← Back to Canonical Ubuntu 24.04 LTS Security Technical Implementation Guide

V-270746

CAT II (Medium)

Ubuntu 24.04 LTS must disable kernel core dumps.

Rule ID

SV-270746r1155242_rule

STIG

Canonical Ubuntu 24.04 LTS Security Technical Implementation Guide

Version

V1R5

CCIs

CCI-001190

Discussion

Kernel core dumps may contain the full contents of system memory at the time of the crash. Kernel core dumps may consume a considerable amount of disk space and may result in denial of service by exhausting the available space on the target file system partition.

Check Content

Verify kernel core dumps are disabled unless needed with the following command: 
 
$ systemctl status kdump-tools.service
o kdump-tools.service
     Loaded: masked (Reason: Unit kdump-tools.service is masked.)
     Active: inactive (dead)

If kdump-tools is not installed the output will be:
Unit kdump-tools.service could not be found.

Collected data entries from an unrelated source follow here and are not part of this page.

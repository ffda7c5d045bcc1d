//! Error types for pipeline generation.

use miette::Diagnostic;
use std::path::PathBuf;
use thiserror::Error;

/// Result type for pipeline generation operations.
pub type Result<T> = std::result::Result<T, Error>;

/// Errors that can occur while projecting a pipeline model to a target
/// configuration.
///
/// All variants are fatal: a generation run either produces a complete,
/// valid configuration or aborts. Absence of optional model data (no
/// dependencies, no caches, no release block) is never an error.
#[derive(Error, Debug, Diagnostic)]
pub enum Error {
    /// The pipeline's display name could not be resolved from the store.
    #[error("Pipeline name not found in package '{package}'")]
    #[diagnostic(
        code(pipewright::pipeline_not_found),
        help(
            "Ensure the package contains a 'meta' sub-package whose 'doc' attribute carries the pipeline name"
        )
    )]
    PipelineNotFound {
        /// The root package that was queried.
        package: String,
    },

    /// An execution-script statement key does not match the `cmd<N>` pattern.
    #[error("Command key '{key}' in job '{job}' is not in the required cmdN format")]
    #[diagnostic(
        code(pipewright::invalid_command_key),
        help("Name executionScript statements cmd0, cmd1, ... so emission order is well defined")
    )]
    InvalidCommandKey {
        /// The job whose script is malformed.
        job: String,
        /// The offending statement key.
        key: String,
    },

    /// A declared cache instance never acquired a key.
    #[error("Cache key could not be resolved from the model for job '{job}'")]
    #[diagnostic(
        code(pipewright::missing_cache_key),
        help("Every setCache<Name> behavior needs a 'key' custom attribute on its declaration")
    )]
    MissingCacheKey {
        /// The job declaring the keyless cache.
        job: String,
    },

    /// The behavior list of a job could not be retrieved from the store.
    #[error("Could not retrieve the behavior list for job '{job}' from the store")]
    #[diagnostic(
        code(pipewright::behavior_list_unavailable),
        help("The job exists but its behaviors could not be traversed; the model may be corrupt")
    )]
    BehaviorListUnavailable {
        /// The job whose behaviors were requested.
        job: String,
    },

    /// The requested target platform is not supported.
    #[error("Target '{target}' is not supported. Available targets: {available}")]
    #[diagnostic(
        code(pipewright::unsupported_target),
        help("Pass one of the listed targets to --target")
    )]
    UnsupportedTarget {
        /// The requested target name.
        target: String,
        /// Comma-separated list of registered targets.
        available: String,
    },

    /// A store query failed.
    #[error("Store query failed: {message}")]
    #[diagnostic(
        code(pipewright::store_error),
        help("Check the store connection settings and that the model database is reachable")
    )]
    Store {
        /// Description of the underlying failure.
        message: String,
    },

    /// I/O error while writing the generated configuration.
    #[error("I/O error{}: {source}", path.as_ref().map(|p| format!(" at {}", p.display())).unwrap_or_default())]
    #[diagnostic(
        code(pipewright::io_error),
        help("Check that the output path exists and is writable")
    )]
    Io {
        /// The underlying I/O error.
        #[source]
        source: std::io::Error,
        /// Optional path where the error occurred.
        path: Option<PathBuf>,
    },
}

impl Error {
    /// Build a [`Error::Store`] from anything printable.
    pub fn store(message: impl Into<String>) -> Self {
        Self::Store {
            message: message.into(),
        }
    }
}

impl From<std::io::Error> for Error {
    fn from(source: std::io::Error) -> Self {
        Self::Io { source, path: None }
    }
}

#[cfg(test)]
mod tests {
    use super::*;
    use miette::Diagnostic;

    #[test]
    fn pipeline_not_found_names_package() {
        let error = Error::PipelineNotFound {
            package: "deploy".to_string(),
        };

        let message = error.to_string();
        assert!(message.contains("Pipeline name not found"));
        assert!(message.contains("deploy"));
    }

    #[test]
    fn invalid_command_key_names_job_and_key() {
        let error = Error::InvalidCommandKey {
            job: "compile".to_string(),
            key: "step1".to_string(),
        };

        let message = error.to_string();
        assert!(message.contains("compile"));
        assert!(message.contains("step1"));
        assert!(message.contains("cmdN"));
    }

    #[test]
    fn missing_cache_key_names_job() {
        let error = Error::MissingCacheKey {
            job: "build".to_string(),
        };
        assert!(error.to_string().contains("job 'build'"));
    }

    #[test]
    fn unsupported_target_lists_alternatives() {
        let error = Error::UnsupportedTarget {
            target: "jenkins".to_string(),
            available: "github, gitlab".to_string(),
        };

        let message = error.to_string();
        assert!(message.contains("jenkins"));
        assert!(message.contains("github, gitlab"));
    }

    #[test]
    fn io_error_display_with_path() {
        let io_error = std::io::Error::new(std::io::ErrorKind::NotFound, "missing");
        let error = Error::Io {
            source: io_error,
            path: Some(PathBuf::from("/out/pipeline.yml")),
        };

        let message = error.to_string();
        assert!(message.contains("I/O error at /out/pipeline.yml"));
    }

    #[test]
    fn io_error_conversion_has_no_path() {
        let io_error = std::io::Error::new(std::io::ErrorKind::PermissionDenied, "denied");
        let error: Error = io_error.into();
        match error {
            Error::Io { path, .. } => assert_eq!(path, None),
            other => panic!("expected Io variant, got {other:?}"),
        }
    }

    #[test]
    fn diagnostic_codes_present() {
        let error = Error::store("connection refused");
        assert_eq!(
            error.code().map(|c| c.to_string()),
            Some("pipewright::store_error".to_string())
        );
        assert!(error.help().is_some());
    }

    #[test]
    fn result_alias_works_with_question_mark() {
        fn inner() -> Result<u32> {
            Ok(7)
        }

        fn outer() -> Result<u32> {
            let value = inner()?;
            Ok(value + 1)
        }

        assert_eq!(outer().ok(), Some(8));
    }
}
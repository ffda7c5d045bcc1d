//! Bolt-backed store implementation.

use crate::queries::ModelQuery;
use crate::record::Record;
use crate::store::ModelStore;
use async_trait::async_trait;
use neo4rs::Graph;
use pipewright_core::{Error, Result};
use serde_json::Value;
use tracing::debug;

/// A [`ModelStore`] speaking bolt to a Neo4j-compatible graph database.
///
/// The connection pool is acquired on [`connect`](Self::connect) and
/// released when the store is dropped, which keeps the scoped-acquisition
/// discipline of the generation entry point: the assembler owns the store
/// for exactly one run and drops it on every exit path.
pub struct Neo4jStore {
    graph: Graph,
}

impl Neo4jStore {
    /// Connect to the store.
    pub async fn connect(uri: &str, user: &str, password: &str) -> Result<Self> {
        debug!(uri, "connecting to model store");
        let graph = Graph::new(uri, user, password)
            .await
            .map_err(|e| Error::store(format!("failed to connect to {uri}: {e}")))?;
        Ok(Self { graph })
    }
}

#[async_trait]
impl ModelStore for Neo4jStore {
    async fn query(&self, query: &ModelQuery) -> Result<Option<Vec<Record>>> {
        let mut stream = self
            .graph
            .execute(neo4rs::query(&query.text))
            .await
            .map_err(|e| Error::store(e.to_string()))?;

        let mut records = Vec::new();
        while let Some(row) = stream
            .next()
            .await
            .map_err(|e| Error::store(e.to_string()))?
        {
            let mut record = Record::new();
            for &column in query.columns {
                // Bolt rows are keyed, not enumerable; probe the scalar
                // types the model uses and fall back to null for absent
                // attributes.
                if let Ok(text) = row.get::<String>(column) {
                    record.set(column, text);
                } else if let Ok(number) = row.get::<i64>(column) {
                    record.set(column, number);
                } else {
                    record.set(column, Value::Null);
                }
            }
            records.push(record);
        }

        if records.is_empty() {
            return Ok(None);
        }
        Ok(Some(records))
    }
}
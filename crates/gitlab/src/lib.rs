//! GitLab CI target for pipewright.
//!
//! Projects the platform-neutral pipeline IR into a `.gitlab-ci.yml`
//! document and rewrites `<<TOKEN>>` placeholders into GitLab's
//! `${VAR}` expression syntax.

#![warn(missing_docs)]

pub mod workflow;

pub use workflow::GitLabEmitter;
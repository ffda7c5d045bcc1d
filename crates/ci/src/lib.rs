//! Model extraction, intermediate representation and pipeline assembly.
//!
//! The projector turns a platform-neutral pipeline model into a concrete
//! CI configuration in four steps:
//!
//! 1. [`extract`] reads keyword-tagged graph records through the store
//!    interface and assembles the typed IR ([`ir::GlobalConfig`],
//!    [`ir::JobSpecification`]),
//! 2. a target [`emitter::Emitter`] turns the IR into ordered text
//!    fragments,
//! 3. [`placeholder::substitute`] rewrites `<<TOKEN>>` markers into the
//!    target's native expression syntax,
//! 4. [`pipeline::generate`] orchestrates the run and hands the joined
//!    text to the file writer.

#![warn(missing_docs)]

pub mod emitter;
pub mod extract;
pub mod ir;
pub mod keywords;
pub mod pipeline;
pub mod placeholder;

pub use emitter::{Emitter, EmitterRegistry};
pub use extract::extract;
pub use pipeline::{generate, render};
pub use pipewright_core::{Error, Result};
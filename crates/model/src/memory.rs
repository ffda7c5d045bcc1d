//! In-memory store for tests and offline fixtures.

use crate::queries::ModelQuery;
use crate::record::Record;
use crate::store::ModelStore;
use async_trait::async_trait;
use pipewright_core::Result;
use std::collections::HashMap;

/// A store answering queries from a fixed table keyed by query text.
///
/// Fixtures register the exact traversal expressions the extractor will
/// issue (built via [`crate::queries`]) together with the records to
/// return. Unregistered queries answer `None`, mirroring a live store
/// where the traversal matches nothing.
#[derive(Debug, Default)]
pub struct MemoryStore {
    responses: HashMap<String, Vec<Record>>,
}

impl MemoryStore {
    /// Create an empty store.
    #[must_use]
    pub fn new() -> Self {
        Self::default()
    }

    /// Register the records a query should return.
    pub fn insert(&mut self, query: &ModelQuery, records: Vec<Record>) {
        self.responses.insert(query.text.clone(), records);
    }

    /// Builder-style [`insert`](Self::insert).
    #[must_use]
    pub fn with(mut self, query: &ModelQuery, records: Vec<Record>) -> Self {
        self.insert(query, records);
        self
    }
}

#[async_trait]
impl ModelStore for MemoryStore {
    async fn query(&self, query: &ModelQuery) -> Result<Option<Vec<Record>>> {
        Ok(self.responses.get(&query.text).cloned())
    }
}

If "kdump-tools.service" is not masked and inactive, ask the system administrator (SA) if the use of the service is required and documented with the information system security officer (ISSO).

If the service is active and is not documented, this is a finding.

Fix Text

If kernel core dumps are not required, disable the "kdump-tools" service with the following command: 
 
$ sudo systemctl disable kdump-tools.service
 
If kernel core dumps are required, document the need with the ISSO.